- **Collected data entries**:
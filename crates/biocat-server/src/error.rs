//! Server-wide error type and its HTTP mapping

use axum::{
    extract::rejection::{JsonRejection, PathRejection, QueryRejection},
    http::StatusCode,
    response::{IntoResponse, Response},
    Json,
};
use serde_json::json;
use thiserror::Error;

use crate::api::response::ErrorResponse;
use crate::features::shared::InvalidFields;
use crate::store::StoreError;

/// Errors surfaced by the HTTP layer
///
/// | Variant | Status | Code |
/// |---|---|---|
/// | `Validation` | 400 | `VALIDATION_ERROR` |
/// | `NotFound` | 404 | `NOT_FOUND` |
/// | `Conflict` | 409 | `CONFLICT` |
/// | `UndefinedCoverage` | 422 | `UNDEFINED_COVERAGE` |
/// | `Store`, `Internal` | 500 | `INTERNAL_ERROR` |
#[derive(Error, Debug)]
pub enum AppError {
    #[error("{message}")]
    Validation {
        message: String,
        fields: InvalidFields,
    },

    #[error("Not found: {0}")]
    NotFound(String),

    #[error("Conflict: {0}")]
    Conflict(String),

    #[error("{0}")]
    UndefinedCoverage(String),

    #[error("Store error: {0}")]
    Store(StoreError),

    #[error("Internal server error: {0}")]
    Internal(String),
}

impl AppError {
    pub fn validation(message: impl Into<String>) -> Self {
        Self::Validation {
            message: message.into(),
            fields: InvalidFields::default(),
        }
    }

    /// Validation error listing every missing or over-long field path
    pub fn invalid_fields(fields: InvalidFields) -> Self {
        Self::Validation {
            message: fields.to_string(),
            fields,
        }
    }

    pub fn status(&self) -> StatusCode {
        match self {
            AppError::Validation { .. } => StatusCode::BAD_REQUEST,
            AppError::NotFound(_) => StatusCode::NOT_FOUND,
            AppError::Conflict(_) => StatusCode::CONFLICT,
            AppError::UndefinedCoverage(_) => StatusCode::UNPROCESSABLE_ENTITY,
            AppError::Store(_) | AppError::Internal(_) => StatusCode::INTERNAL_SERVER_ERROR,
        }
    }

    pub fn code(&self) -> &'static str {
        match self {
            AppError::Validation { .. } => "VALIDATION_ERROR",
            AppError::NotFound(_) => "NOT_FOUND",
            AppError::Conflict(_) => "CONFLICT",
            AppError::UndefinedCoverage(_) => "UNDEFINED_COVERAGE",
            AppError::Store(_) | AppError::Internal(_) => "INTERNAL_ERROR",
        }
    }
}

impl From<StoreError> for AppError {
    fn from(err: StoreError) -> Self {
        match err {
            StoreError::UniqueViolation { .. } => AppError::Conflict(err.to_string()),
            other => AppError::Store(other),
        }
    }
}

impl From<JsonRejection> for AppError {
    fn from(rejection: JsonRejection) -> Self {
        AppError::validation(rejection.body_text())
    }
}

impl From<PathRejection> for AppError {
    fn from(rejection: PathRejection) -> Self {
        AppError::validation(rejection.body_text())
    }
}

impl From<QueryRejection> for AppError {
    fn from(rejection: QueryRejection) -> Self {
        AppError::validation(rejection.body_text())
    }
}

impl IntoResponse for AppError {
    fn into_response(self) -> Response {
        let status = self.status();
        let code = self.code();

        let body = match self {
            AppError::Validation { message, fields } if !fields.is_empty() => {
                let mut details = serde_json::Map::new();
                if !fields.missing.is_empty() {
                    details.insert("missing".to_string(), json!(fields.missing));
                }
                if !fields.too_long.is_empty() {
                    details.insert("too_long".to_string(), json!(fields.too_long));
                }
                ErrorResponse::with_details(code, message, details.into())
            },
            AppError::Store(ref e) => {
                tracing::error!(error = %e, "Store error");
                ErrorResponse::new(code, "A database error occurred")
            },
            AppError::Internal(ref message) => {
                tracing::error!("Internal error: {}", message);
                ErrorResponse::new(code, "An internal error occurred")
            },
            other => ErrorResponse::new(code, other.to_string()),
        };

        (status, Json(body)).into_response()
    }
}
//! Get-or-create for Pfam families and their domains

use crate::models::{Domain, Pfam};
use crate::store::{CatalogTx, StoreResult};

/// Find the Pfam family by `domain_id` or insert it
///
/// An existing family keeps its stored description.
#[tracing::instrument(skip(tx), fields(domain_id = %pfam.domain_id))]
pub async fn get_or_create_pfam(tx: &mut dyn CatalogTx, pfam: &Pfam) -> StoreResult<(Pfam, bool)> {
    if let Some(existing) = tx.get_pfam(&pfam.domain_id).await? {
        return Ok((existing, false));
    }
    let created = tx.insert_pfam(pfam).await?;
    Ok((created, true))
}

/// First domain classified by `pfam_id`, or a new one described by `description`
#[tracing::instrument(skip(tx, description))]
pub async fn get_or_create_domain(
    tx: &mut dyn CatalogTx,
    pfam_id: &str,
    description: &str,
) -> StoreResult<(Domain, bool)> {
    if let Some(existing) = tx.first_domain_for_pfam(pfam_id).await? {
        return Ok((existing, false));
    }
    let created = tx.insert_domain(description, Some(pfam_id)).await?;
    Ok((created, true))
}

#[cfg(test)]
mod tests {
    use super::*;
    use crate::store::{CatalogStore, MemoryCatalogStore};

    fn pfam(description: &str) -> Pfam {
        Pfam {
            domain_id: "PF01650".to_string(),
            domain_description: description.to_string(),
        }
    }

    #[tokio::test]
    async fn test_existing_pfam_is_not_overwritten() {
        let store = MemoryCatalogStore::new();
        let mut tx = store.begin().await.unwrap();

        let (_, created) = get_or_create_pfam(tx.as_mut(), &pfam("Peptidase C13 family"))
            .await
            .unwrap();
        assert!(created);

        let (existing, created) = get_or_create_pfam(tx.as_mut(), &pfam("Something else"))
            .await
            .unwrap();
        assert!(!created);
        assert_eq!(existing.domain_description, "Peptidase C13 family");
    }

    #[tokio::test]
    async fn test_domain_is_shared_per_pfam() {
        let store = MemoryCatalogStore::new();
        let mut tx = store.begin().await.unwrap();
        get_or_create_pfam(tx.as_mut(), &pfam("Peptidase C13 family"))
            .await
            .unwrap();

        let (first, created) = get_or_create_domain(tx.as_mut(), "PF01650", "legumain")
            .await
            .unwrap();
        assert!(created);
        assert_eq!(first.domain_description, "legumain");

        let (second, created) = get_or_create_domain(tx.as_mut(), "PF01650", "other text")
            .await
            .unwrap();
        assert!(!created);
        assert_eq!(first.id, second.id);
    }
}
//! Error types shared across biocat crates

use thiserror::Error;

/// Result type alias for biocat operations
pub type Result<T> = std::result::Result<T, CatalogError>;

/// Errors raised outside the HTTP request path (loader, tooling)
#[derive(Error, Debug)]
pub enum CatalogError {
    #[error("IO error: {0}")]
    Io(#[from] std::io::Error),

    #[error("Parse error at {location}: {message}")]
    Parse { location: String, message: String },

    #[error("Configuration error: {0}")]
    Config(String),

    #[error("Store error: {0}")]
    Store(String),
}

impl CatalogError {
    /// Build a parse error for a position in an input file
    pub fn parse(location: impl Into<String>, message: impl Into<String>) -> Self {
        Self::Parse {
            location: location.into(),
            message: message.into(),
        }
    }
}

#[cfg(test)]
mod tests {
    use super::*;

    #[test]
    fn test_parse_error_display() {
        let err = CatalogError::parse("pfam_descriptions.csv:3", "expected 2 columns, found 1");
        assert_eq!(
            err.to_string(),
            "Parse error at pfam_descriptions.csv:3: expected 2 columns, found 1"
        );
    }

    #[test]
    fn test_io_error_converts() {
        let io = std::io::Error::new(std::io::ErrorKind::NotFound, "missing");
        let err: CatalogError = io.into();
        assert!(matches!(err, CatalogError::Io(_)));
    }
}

- **TASK DETAILS**:
Check every line of the entries above, and copy those that carry the string "skip".

- **RESPONSE TO THIS EXERCISE**:
#[tracing::instrument(skip(tx), fields(domain_id = %pfam.domain_id))]
#[tracing::instrument(skip(tx, description))]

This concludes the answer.